It being Tuesday, my day was spent at Mount Edgcumbe. There are still a few sections of Camellia plantings that I have not properly documented. One such is the first group of Camellias that was planted to get the collection off the ground. This was back in 1976, when 50 plants, donated by the International Camellia Society, were planted in the Formal Garden.
Well away from the rest of the collection as they are, it is an area I haven’t looked at in a while. Four were flowering.
Clockwise, according to their labels, they are ‘Winton’, ‘J C Williams’, ‘Beatrice Michael’ and ‘Cornish Snow’. Except that ‘J C Williams’ is wrong and ‘Cornish Snow’ didn’t have a label. There is work to do here.
I moved on to an area nearby called Gordon’s Glen. This is a steeply sloping and rocky area which was planted with camellias two years ago. Anticipating that there might be casualties and not expecting much blooming for a while, I have put off setting up a page for them on here. Almost all are duplicates of plants elsewhere in the collection. Most have buds; watch this space.
My next task was to put permanent labels onto the twenty three plants I had donated to the collection a month ago. Satisfyingly, eleven are new varieties and ten are duplicates of varieties represented by a single plant.
Not in collection:
C. japonica ‘Kujaku-tsubaki’
C. japonica ‘Gosho Zakura’
C. japonica ‘Haru-no-utena’
C. japonica ‘Candy Apple’
C. japonica ‘Mermaid’
C. sasanqua ‘Paradise Belinda’
C. x williamsii ‘Rendezvous’
C. hybrid ‘Superscent’
C. x williamsii ‘Mimosa Jury’
C. hybrid ‘Free Spirit’
C. japonica ‘Jules Verne’
One in collection:
C. japonica ‘Tama-no-ura’
C. japonica ‘Nuccio’s Gem’
C. hybrid ‘Apple Blossom’
C. japonica ‘Spring Sonnet’
C. x williamsii ‘Burwell’s Primus’
C. hybrid ‘Brian’
C. japonica ‘John Tooby’
C. x williamsii ‘Plymouth Beauty’
C. x williamsii ‘Monica Dance’
They will get added to their respective sections in due course.
On my way around I snapped away at anything I hadn’t done too many times before and came up with these. Click the images to see larger size with names.

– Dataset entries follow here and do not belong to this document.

//! HTTP surface of the ground-station simulator.
//!
//! Session routes map one-to-one onto [`Operation`]s. Refused steps come back
//! as `{"status": "error", "message": ...}` with `400`; store failures are
//! `500`. Scheme routes under `/api/schemes` answer `404` for an unknown
//! scheme, device, or unsaved config. Store calls run on the blocking pool.

use std::sync::Arc;
use std::time::Instant;

use axum::{
    extract::{Path, State},
    http::StatusCode,
    response::{IntoResponse, Response},
    routing::{get, post},
    Json, Router,
};
use prometheus::Encoder;
use serde::{Deserialize, Serialize};
use station_core::{
    AvailableDevices, Operation, OperationReply, SavedDeviceConfig, SchemeService,
    SchemeServiceError, SessionStage, StationWorkflow, StoreError, WorkflowError,
};
use station_spec::{ClickableArea, DeviceConfig, DeviceIps, GatewayCheck, SchemeId};
use tokio::task::JoinError;

/// Prometheus collectors of the daemon.
#[derive(Clone)]
pub struct DaemonMetrics {
    registry: prometheus::Registry,
    operations_total: prometheus::IntCounterVec,
    operation_latency_ms: prometheus::HistogramVec,
    store_errors_total: prometheus::IntCounter,
}

impl DaemonMetrics {
    /// Create and register all collectors.
    pub fn new() -> anyhow::Result<Self> {
        let registry = prometheus::Registry::new();
        let operations_total = prometheus::IntCounterVec::new(
            prometheus::Opts::new(
                "stationd_operations_total",
                "Workflow and scheme operations by name and outcome",
            ),
            &["op", "outcome"],
        )?;
        let operation_latency_ms = prometheus::HistogramVec::new(
            prometheus::HistogramOpts::new(
                "stationd_operation_latency_ms",
                "Workflow operation latency in milliseconds",
            ),
            &["op"],
        )?;
        let store_errors_total = prometheus::IntCounter::new(
            "stationd_store_errors_total",
            "Store failures surfaced as 500",
        )?;
        registry.register(Box::new(operations_total.clone()))?;
        registry.register(Box::new(operation_latency_ms.clone()))?;
        registry.register(Box::new(store_errors_total.clone()))?;
        Ok(Self {
            registry,
            operations_total,
            operation_latency_ms,
            store_errors_total,
        })
    }

    fn observe(&self, op: &str, outcome: &str, latency_ms: f64) {
        self.operations_total
            .with_label_values(&[op, outcome])
            .inc();
        self.operation_latency_ms
            .with_label_values(&[op])
            .observe(latency_ms);
    }

    /// Text exposition of all collectors.
    pub fn render(&self) -> anyhow::Result<String> {
        let mut buffer = Vec::new();
        let encoder = prometheus::TextEncoder::new();
        encoder.encode(&self.registry.gather(), &mut buffer)?;
        Ok(String::from_utf8_lossy(&buffer).into_owned())
    }
}

/// Shared handler state.
#[derive(Clone)]
pub struct AppState {
    workflow: StationWorkflow,
    schemes: SchemeService,
    metrics: DaemonMetrics,
}

impl AppState {
    /// Wrap a workflow and scheme service with fresh metrics.
    pub fn new(workflow: StationWorkflow, schemes: SchemeService) -> anyhow::Result<Self> {
        Ok(Self {
            workflow,
            schemes,
            metrics: DaemonMetrics::new()?,
        })
    }

    /// Workflow served by the router.
    pub fn workflow(&self) -> &StationWorkflow {
        &self.workflow
    }

    /// Scheme service served by the router.
    pub fn schemes(&self) -> &SchemeService {
        &self.schemes
    }

    async fn run(self: &Arc<Self>, op: Operation) -> Result<OperationReply, AppError> {
        let state = Arc::clone(self);
        blocking(move || state.run_blocking(op)).await
    }

    fn run_blocking(&self, op: Operation) -> Result<OperationReply, AppError> {
        let name = op.name();
        let start = Instant::now();
        let res = self.workflow.execute(op);
        let latency = start.elapsed().as_secs_f64() * 1000.0;
        let outcome = match &res {
            Ok(reply) if reply.is_ok() => "ok",
            Ok(_) => "refused",
            Err(_) => {
                self.metrics.store_errors_total.inc();
                "store_error"
            }
        };
        self.metrics.observe(name, outcome, latency);
        res.map_err(AppError::from)
    }

    fn run_scheme<T>(
        &self,
        name: &str,
        call: impl FnOnce(&SchemeService) -> Result<T, SchemeServiceError>,
    ) -> Result<T, AppError> {
        let start = Instant::now();
        let res = call(&self.schemes);
        let latency = start.elapsed().as_secs_f64() * 1000.0;
        let outcome = match &res {
            Ok(_) => "ok",
            Err(err) if err.is_fatal() => {
                self.metrics.store_errors_total.inc();
                "store_error"
            }
            Err(_) => "not_found",
        };
        self.metrics.observe(name, outcome, latency);
        res.map_err(AppError::from)
    }
}

/// Run store-touching work off the async worker threads.
async fn blocking<T, F>(work: F) -> Result<T, AppError>
where
    F: FnOnce() -> Result<T, AppError> + Send + 'static,
    T: Send + 'static,
{
    tokio::task::spawn_blocking(work).await?
}

/// Handler failure that is not a user-recoverable refusal.
#[derive(Debug)]
pub enum AppError {
    /// Session store failed.
    Store(StoreError),
    /// Registry lookup failed outside the workflow.
    Workflow(WorkflowError),
    /// Scheme, device, or saved config not found.
    Scheme(SchemeServiceError),
    /// Blocking task panicked or was cancelled.
    Join(JoinError),
}

impl From<JoinError> for AppError {
    fn from(err: JoinError) -> Self {
        AppError::Join(err)
    }
}

impl From<SchemeServiceError> for AppError {
    fn from(err: SchemeServiceError) -> Self {
        match err {
            SchemeServiceError::Store(err) => AppError::Store(err),
            other => AppError::Scheme(other),
        }
    }
}

impl From<StoreError> for AppError {
    fn from(err: StoreError) -> Self {
        AppError::Store(err)
    }
}

impl From<WorkflowError> for AppError {
    fn from(err: WorkflowError) -> Self {
        match err {
            WorkflowError::Store(err) => AppError::Store(err),
            other => AppError::Workflow(other),
        }
    }
}

impl IntoResponse for AppError {
    fn into_response(self) -> Response {
        match self {
            AppError::Store(err) => {
                tracing::error!(error = %err, "request failed on session store");
                (
                    StatusCode::INTERNAL_SERVER_ERROR,
                    Json(OperationReply::error("session storage is unavailable")),
                )
                    .into_response()
            }
            AppError::Workflow(err) => {
                (StatusCode::NOT_FOUND, Json(OperationReply::error(err.to_string())))
                    .into_response()
            }
            AppError::Scheme(err) => {
                (StatusCode::NOT_FOUND, Json(OperationReply::error(err.to_string())))
                    .into_response()
            }
            AppError::Join(err) => {
                tracing::error!(error = %err, "blocking handler task failed");
                (
                    StatusCode::INTERNAL_SERVER_ERROR,
                    Json(OperationReply::error("request could not be completed")),
                )
                    .into_response()
            }
        }
    }
}

fn reply(reply: OperationReply) -> Response {
    let status = if reply.is_ok() {
        StatusCode::OK
    } else {
        StatusCode::BAD_REQUEST
    };
    (status, Json(reply)).into_response()
}

/// Body of `POST /api/session/start`.
#[derive(Debug, Deserialize, Serialize)]
pub struct StartBody {
    /// Session owner.
    pub user_id: String,
}

/// Body of `POST /api/session/{user}/select_mode`.
#[derive(Debug, Deserialize, Serialize)]
pub struct ModeBody {
    /// Requested band.
    pub band: String,
    /// Requested topology.
    pub topology: String,
}

/// Body of the console and antenna configure routes.
#[derive(Debug, Deserialize, Serialize)]
pub struct DeviceBody {
    /// IP address text.
    pub ip_address: String,
    /// Subnet mask text.
    pub subnet_mask: String,
    /// Optional gateway text.
    #[serde(default)]
    pub gateway: Option<String>,
}

impl From<DeviceBody> for DeviceConfig {
    fn from(body: DeviceBody) -> Self {
        DeviceConfig::new(body.ip_address, body.subnet_mask, body.gateway)
    }
}

#[derive(Serialize)]
struct SchemeList {
    schemes: Vec<SchemeId>,
}

#[derive(Serialize)]
struct HealthReport {
    status: &'static str,
    sessions: usize,
    antennas: usize,
    gateway_check: GatewayCheck,
}

#[derive(Serialize)]
struct StageReport {
    user_id: String,
    antenna_id: String,
    stage: SessionStage,
}

/// Build the daemon router.
pub fn router(state: Arc<AppState>) -> Router {
    Router::new()
        .route("/api/session/start", post(start_session))
        .route("/api/session/available_devices", get(available_devices))
        .route("/api/session/:user/select_mode", post(select_mode))
        .route(
            "/api/session/:user/console/:console/configure",
            post(configure_console),
        )
        .route(
            "/api/session/:user/antenna/:antenna/configure",
            post(configure_antenna),
        )
        .route(
            "/api/session/:user/antenna/:antenna/web_access",
            get(web_access),
        )
        .route("/api/session/:user/antenna/:antenna/stage", get(stage))
        .route("/api/schemes/list", get(list_schemes))
        .route("/api/schemes/:scheme/areas", get(scheme_areas))
        .route("/api/schemes/:scheme/device/:device/ips", get(device_ips))
        .route(
            "/api/schemes/:scheme/device/:device/set_ips",
            post(set_device_ips),
        )
        .route("/metrics", get(metrics_endpoint))
        .route("/healthz", get(health_endpoint))
        .with_state(state)
}

async fn start_session(
    State(state): State<Arc<AppState>>,
    Json(body): Json<StartBody>,
) -> Result<Response, AppError> {
    let op = Operation::StartSession {
        user_id: body.user_id,
    };
    Ok(reply(state.run(op).await?))
}

async fn select_mode(
    State(state): State<Arc<AppState>>,
    Path(user_id): Path<String>,
    Json(body): Json<ModeBody>,
) -> Result<Response, AppError> {
    let op = Operation::SelectMode {
        user_id,
        band: body.band,
        topology: body.topology,
    };
    Ok(reply(state.run(op).await?))
}

async fn configure_console(
    State(state): State<Arc<AppState>>,
    Path((user_id, console_id)): Path<(String, String)>,
    Json(body): Json<DeviceBody>,
) -> Result<Response, AppError> {
    let op = Operation::ConfigureConsole {
        user_id,
        console_id,
        config: body.into(),
    };
    Ok(reply(state.run(op).await?))
}

async fn configure_antenna(
    State(state): State<Arc<AppState>>,
    Path((user_id, antenna_id)): Path<(String, String)>,
    Json(body): Json<DeviceBody>,
) -> Result<Response, AppError> {
    let op = Operation::ConfigureAntenna {
        user_id,
        antenna_id,
        config: body.into(),
    };
    Ok(reply(state.run(op).await?))
}

async fn web_access(
    State(state): State<Arc<AppState>>,
    Path((user_id, antenna_id)): Path<(String, String)>,
) -> Result<Response, AppError> {
    let op = Operation::CheckWebAccess {
        user_id,
        antenna_id,
    };
    Ok(reply(state.run(op).await?))
}

async fn stage(
    State(state): State<Arc<AppState>>,
    Path((user_id, antenna_id)): Path<(String, String)>,
) -> Result<Json<StageReport>, AppError> {
    let stage = {
        let state = Arc::clone(&state);
        let (user_id, antenna_id) = (user_id.clone(), antenna_id.clone());
        blocking(move || Ok(state.workflow.stage(&user_id, &antenna_id)?)).await?
    };
    Ok(Json(StageReport {
        user_id,
        antenna_id,
        stage,
    }))
}

async fn available_devices(State(state): State<Arc<AppState>>) -> Json<AvailableDevices> {
    Json(state.workflow.available_devices())
}

async fn list_schemes(State(state): State<Arc<AppState>>) -> Json<SchemeList> {
    Json(SchemeList {
        schemes: state.schemes.list_schemes(),
    })
}

async fn scheme_areas(
    State(state): State<Arc<AppState>>,
    Path(scheme_id): Path<String>,
) -> Result<Json<Vec<ClickableArea>>, AppError> {
    let areas = state.run_scheme("scheme_areas", |schemes| schemes.areas(&scheme_id))?;
    Ok(Json(areas))
}

async fn device_ips(
    State(state): State<Arc<AppState>>,
    Path((scheme_id, device_id)): Path<(String, String)>,
) -> Result<Json<SavedDeviceConfig>, AppError> {
    let saved = blocking(move || {
        state.run_scheme("device_ips", |schemes| {
            schemes.device_ips(&scheme_id, &device_id)
        })
    })
    .await?;
    Ok(Json(saved))
}

async fn set_device_ips(
    State(state): State<Arc<AppState>>,
    Path((scheme_id, device_id)): Path<(String, String)>,
    Json(ips): Json<DeviceIps>,
) -> Result<Json<SavedDeviceConfig>, AppError> {
    let saved = blocking(move || {
        state.run_scheme("set_device_ips", |schemes| {
            schemes.set_device_ips(&scheme_id, &device_id, ips)
        })
    })
    .await?;
    Ok(Json(saved))
}

async fn metrics_endpoint(State(state): State<Arc<AppState>>) -> impl IntoResponse {
    match state.metrics.render() {
        Ok(body) => (StatusCode::OK, body).into_response(),
        Err(err) => (
            StatusCode::INTERNAL_SERVER_ERROR,
            format!("failed to encode metrics: {err}"),
        )
            .into_response(),
    }
}

async fn health_endpoint(
    State(state): State<Arc<AppState>>,
) -> Result<Json<HealthReport>, AppError> {
    let sessions = {
        let state = Arc::clone(&state);
        blocking(move || Ok(state.workflow.store().session_count()?)).await?
    };
    Ok(Json(HealthReport {
        status: "ok",
        sessions,
        antennas: state.workflow.registry().len(),
        gateway_check: state.workflow.gateway_check(),
    }))
}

Finally, to revisit a variety I have mentioned before. 1P-039 and 1P-040 are both labelled ‘Peter Betteley’ but it is clear that though similar, they are sister seedlings. 1P-040 has just opened its first bloom; two weeks ago 1P-039 already had several open, adding another small difference to a growing list. The plants are side by side in identical conditions. These are all of 1P-039, this week and last.
Amazing work you do at Mount Edgcumbe!
LikeLike
Thank you!
LikeLike
Amazing the subtle differences on these two. The two ‘Peter Betteley’, both UK bred are Camellias we can be proud of and should growing around the country.
LikeLike
Is this the earliest season for the japonicas & williamsii so far you have seen at Mount Edgecumbe?
LikeLike
There seem to be a lot of plants that have produced one or two very early blooms but look like they will now stop until spring. Not really noticed that before. The predictably early vars, like Nobilissima, Daikagura, Campsii Alba, November Pink I think are a bit earlier but I need to compare pictures back a few years to be sure and until two years ago I wasn’t visiting Mt E. much in autumn.